▶ _THE TASK_
Nothing but the lines below between the line holding "longitude REAL NOT" and the line holding "CREATE INDEX IF NOT EXISTS idx_fac_type", inclusive, should appear in the answer, each set down exactly.

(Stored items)

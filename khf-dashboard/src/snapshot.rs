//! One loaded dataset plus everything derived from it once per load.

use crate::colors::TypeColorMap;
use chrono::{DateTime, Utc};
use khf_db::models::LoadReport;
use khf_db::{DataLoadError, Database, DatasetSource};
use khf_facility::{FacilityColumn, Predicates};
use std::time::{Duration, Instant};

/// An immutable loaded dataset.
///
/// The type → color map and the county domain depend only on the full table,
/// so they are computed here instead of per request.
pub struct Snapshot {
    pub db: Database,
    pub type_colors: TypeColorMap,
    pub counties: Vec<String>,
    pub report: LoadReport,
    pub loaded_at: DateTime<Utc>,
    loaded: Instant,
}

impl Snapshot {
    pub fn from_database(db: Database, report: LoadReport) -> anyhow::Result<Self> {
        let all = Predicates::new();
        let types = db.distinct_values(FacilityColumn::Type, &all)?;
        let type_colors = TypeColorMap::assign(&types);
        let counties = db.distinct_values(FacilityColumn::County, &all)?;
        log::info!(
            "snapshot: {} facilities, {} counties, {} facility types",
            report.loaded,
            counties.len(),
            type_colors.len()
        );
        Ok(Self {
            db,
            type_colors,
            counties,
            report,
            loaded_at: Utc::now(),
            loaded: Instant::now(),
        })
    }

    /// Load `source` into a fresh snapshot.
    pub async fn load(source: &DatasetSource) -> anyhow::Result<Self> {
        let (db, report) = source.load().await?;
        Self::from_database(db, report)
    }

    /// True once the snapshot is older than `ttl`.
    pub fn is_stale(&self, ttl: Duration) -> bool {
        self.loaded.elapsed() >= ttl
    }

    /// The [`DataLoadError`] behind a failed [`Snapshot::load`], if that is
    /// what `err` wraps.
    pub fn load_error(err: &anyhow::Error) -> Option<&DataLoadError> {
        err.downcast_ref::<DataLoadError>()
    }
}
* * *
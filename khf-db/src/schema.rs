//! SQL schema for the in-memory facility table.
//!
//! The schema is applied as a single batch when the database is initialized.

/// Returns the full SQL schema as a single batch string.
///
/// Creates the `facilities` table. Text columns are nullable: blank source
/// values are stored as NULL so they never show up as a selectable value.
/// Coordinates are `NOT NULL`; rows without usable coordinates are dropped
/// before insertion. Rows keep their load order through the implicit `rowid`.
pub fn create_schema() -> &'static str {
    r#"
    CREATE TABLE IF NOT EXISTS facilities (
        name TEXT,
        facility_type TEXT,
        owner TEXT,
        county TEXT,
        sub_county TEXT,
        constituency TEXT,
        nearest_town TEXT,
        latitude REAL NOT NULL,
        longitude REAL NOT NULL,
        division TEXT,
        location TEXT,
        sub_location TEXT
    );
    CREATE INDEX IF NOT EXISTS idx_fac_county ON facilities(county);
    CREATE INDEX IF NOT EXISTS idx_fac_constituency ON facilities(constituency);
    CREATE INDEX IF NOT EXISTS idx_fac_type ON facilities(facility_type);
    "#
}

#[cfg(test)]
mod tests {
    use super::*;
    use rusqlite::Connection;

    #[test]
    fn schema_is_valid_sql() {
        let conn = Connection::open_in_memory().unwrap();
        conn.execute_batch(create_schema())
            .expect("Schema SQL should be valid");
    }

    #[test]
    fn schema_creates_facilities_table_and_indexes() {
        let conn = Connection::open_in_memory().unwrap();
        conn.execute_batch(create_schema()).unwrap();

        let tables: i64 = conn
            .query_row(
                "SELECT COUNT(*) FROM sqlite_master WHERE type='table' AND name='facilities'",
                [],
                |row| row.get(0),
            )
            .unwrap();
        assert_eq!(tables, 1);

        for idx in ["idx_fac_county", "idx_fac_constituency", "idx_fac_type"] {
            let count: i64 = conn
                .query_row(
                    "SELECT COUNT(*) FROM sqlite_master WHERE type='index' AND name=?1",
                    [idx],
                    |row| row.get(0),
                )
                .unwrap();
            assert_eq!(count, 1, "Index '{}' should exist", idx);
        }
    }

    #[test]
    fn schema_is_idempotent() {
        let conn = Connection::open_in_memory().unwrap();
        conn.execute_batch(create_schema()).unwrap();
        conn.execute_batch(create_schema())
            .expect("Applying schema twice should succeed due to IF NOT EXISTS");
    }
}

▶ _SOLUTION FOR THIS PROBLEM_
        longitude REAL NOT NULL,
        division TEXT,
        location TEXT,
        sub_location TEXT
    );
    CREATE INDEX IF NOT EXISTS idx_fac_county ON facilities(county);
    CREATE INDEX IF NOT EXISTS idx_fac_constituency ON facilities(constituency);
    CREATE INDEX IF NOT EXISTS idx_fac_type ON facilities(facility_type);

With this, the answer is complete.